[Given data Boundary: Start]
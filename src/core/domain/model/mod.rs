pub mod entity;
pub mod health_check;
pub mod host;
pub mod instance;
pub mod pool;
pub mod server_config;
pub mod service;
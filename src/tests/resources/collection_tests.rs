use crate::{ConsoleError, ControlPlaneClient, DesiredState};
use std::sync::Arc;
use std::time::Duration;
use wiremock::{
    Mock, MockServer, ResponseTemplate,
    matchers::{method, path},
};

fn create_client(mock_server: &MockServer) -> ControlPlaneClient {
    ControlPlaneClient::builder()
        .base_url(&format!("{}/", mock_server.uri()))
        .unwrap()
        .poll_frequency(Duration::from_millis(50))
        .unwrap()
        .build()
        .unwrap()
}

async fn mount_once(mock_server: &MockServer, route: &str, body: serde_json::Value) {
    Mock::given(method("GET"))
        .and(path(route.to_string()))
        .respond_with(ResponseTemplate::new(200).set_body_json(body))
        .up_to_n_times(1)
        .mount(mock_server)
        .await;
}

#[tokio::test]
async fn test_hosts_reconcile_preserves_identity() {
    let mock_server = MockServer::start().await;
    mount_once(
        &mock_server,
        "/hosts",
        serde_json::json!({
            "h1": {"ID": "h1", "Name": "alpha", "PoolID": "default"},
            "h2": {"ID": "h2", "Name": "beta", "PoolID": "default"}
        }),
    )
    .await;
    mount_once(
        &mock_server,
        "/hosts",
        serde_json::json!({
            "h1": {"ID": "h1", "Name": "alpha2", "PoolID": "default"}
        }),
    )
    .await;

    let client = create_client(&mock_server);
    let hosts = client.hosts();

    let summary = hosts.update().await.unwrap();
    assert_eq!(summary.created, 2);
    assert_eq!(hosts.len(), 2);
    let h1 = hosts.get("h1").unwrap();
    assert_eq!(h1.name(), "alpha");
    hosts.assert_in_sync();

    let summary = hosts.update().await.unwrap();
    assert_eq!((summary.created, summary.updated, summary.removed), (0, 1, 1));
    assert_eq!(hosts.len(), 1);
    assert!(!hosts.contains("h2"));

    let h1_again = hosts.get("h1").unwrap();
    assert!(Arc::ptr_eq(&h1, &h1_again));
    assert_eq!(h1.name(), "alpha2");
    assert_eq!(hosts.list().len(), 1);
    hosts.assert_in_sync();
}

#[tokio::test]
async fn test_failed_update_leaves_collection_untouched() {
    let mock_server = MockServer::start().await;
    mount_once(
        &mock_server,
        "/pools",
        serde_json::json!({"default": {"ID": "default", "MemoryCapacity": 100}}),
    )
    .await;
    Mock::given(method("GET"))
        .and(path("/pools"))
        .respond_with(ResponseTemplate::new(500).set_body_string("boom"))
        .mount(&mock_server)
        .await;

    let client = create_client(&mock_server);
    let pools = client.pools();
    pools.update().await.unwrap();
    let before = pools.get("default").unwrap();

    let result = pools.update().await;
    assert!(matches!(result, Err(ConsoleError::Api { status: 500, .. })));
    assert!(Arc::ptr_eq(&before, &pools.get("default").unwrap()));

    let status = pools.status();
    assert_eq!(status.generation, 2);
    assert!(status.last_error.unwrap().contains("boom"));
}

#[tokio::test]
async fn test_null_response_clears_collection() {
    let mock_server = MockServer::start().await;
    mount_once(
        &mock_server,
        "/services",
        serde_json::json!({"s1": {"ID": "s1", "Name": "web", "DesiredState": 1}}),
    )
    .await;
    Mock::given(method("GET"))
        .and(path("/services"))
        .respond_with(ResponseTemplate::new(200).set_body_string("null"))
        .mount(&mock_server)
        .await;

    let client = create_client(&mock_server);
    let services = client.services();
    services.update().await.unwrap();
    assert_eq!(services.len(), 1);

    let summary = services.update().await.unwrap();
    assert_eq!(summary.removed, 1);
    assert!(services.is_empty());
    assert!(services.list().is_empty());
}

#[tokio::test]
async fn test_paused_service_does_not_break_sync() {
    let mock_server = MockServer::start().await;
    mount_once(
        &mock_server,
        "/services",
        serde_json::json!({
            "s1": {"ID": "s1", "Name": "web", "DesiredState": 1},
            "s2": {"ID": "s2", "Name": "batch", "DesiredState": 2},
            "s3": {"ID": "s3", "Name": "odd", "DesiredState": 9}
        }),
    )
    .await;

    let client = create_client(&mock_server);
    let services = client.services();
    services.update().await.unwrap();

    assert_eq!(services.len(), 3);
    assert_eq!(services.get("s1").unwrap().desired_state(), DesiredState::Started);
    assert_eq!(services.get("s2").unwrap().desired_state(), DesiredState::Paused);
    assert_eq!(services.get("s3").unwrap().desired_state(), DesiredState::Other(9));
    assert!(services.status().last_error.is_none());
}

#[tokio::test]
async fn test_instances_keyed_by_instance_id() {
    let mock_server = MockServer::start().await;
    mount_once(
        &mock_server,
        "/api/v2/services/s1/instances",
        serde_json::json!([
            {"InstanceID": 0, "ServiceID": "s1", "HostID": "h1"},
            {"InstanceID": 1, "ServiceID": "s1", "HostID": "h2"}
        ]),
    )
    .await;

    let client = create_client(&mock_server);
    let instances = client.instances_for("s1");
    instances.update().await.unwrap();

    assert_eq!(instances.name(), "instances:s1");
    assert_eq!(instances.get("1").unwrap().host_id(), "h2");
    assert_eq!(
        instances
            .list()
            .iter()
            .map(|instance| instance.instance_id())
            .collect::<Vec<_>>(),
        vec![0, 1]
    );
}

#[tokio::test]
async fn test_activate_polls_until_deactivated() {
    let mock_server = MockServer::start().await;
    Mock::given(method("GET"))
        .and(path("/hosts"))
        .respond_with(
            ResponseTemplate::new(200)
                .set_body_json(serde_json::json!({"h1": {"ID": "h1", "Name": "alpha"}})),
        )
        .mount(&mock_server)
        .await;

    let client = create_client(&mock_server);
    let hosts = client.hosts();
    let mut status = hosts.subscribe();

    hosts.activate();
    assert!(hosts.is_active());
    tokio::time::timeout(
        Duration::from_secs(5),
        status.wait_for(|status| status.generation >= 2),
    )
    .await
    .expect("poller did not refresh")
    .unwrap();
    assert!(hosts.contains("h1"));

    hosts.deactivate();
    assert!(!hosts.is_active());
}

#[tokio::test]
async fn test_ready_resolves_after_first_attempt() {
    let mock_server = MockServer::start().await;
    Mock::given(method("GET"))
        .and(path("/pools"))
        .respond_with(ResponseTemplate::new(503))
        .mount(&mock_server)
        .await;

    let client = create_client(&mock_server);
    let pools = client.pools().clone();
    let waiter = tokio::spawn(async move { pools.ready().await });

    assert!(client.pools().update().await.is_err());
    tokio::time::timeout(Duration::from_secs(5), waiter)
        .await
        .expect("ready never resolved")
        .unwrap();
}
[Given data Boundary: End]
[Given data Boundary: Start]
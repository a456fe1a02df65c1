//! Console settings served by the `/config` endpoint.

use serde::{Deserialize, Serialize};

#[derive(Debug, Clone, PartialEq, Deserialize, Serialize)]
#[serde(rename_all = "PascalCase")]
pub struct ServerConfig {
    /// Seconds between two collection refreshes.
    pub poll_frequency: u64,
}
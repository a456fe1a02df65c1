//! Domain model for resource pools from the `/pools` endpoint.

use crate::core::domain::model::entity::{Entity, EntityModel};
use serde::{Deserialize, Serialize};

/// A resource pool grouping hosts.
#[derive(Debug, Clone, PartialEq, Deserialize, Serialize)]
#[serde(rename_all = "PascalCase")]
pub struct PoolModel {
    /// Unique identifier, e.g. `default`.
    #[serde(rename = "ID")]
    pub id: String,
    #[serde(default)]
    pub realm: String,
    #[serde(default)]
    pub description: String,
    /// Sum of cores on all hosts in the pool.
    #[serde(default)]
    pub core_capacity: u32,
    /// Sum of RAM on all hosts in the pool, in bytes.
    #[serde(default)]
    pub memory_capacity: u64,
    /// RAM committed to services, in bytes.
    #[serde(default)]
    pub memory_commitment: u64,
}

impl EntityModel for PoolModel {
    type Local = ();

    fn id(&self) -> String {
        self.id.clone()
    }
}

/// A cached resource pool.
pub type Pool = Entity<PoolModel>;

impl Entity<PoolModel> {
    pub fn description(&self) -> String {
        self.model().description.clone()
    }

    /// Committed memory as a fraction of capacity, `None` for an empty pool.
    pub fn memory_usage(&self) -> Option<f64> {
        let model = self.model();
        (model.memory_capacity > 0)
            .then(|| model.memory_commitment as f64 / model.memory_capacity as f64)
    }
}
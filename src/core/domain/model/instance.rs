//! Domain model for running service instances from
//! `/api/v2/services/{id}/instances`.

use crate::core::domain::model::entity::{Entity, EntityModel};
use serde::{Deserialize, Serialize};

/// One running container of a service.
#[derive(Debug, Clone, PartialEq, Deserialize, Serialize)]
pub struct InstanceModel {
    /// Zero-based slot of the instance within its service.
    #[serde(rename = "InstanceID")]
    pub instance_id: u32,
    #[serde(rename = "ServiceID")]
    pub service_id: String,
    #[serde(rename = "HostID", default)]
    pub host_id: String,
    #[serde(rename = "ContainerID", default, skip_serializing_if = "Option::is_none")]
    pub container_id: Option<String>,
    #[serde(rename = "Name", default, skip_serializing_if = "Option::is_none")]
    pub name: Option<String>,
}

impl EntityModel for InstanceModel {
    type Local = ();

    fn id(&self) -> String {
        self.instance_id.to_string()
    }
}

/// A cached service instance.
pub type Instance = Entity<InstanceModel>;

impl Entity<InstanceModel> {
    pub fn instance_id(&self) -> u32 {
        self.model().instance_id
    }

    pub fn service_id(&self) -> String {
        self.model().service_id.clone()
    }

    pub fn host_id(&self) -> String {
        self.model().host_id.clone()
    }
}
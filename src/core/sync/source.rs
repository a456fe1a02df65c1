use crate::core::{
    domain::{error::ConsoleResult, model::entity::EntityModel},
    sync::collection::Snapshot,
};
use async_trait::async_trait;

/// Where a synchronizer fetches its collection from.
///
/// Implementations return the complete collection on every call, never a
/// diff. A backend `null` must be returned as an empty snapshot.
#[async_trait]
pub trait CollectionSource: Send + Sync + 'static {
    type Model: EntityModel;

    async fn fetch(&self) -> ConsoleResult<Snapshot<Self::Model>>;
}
[Given data Boundary: End]
__Task goal__.
Lines holding "bytes" are the ones to copy; find all of them in the listing.

__Solution to this exercise__.
    /// Sum of RAM on all hosts in the pool, in bytes.
    /// RAM committed to services, in bytes.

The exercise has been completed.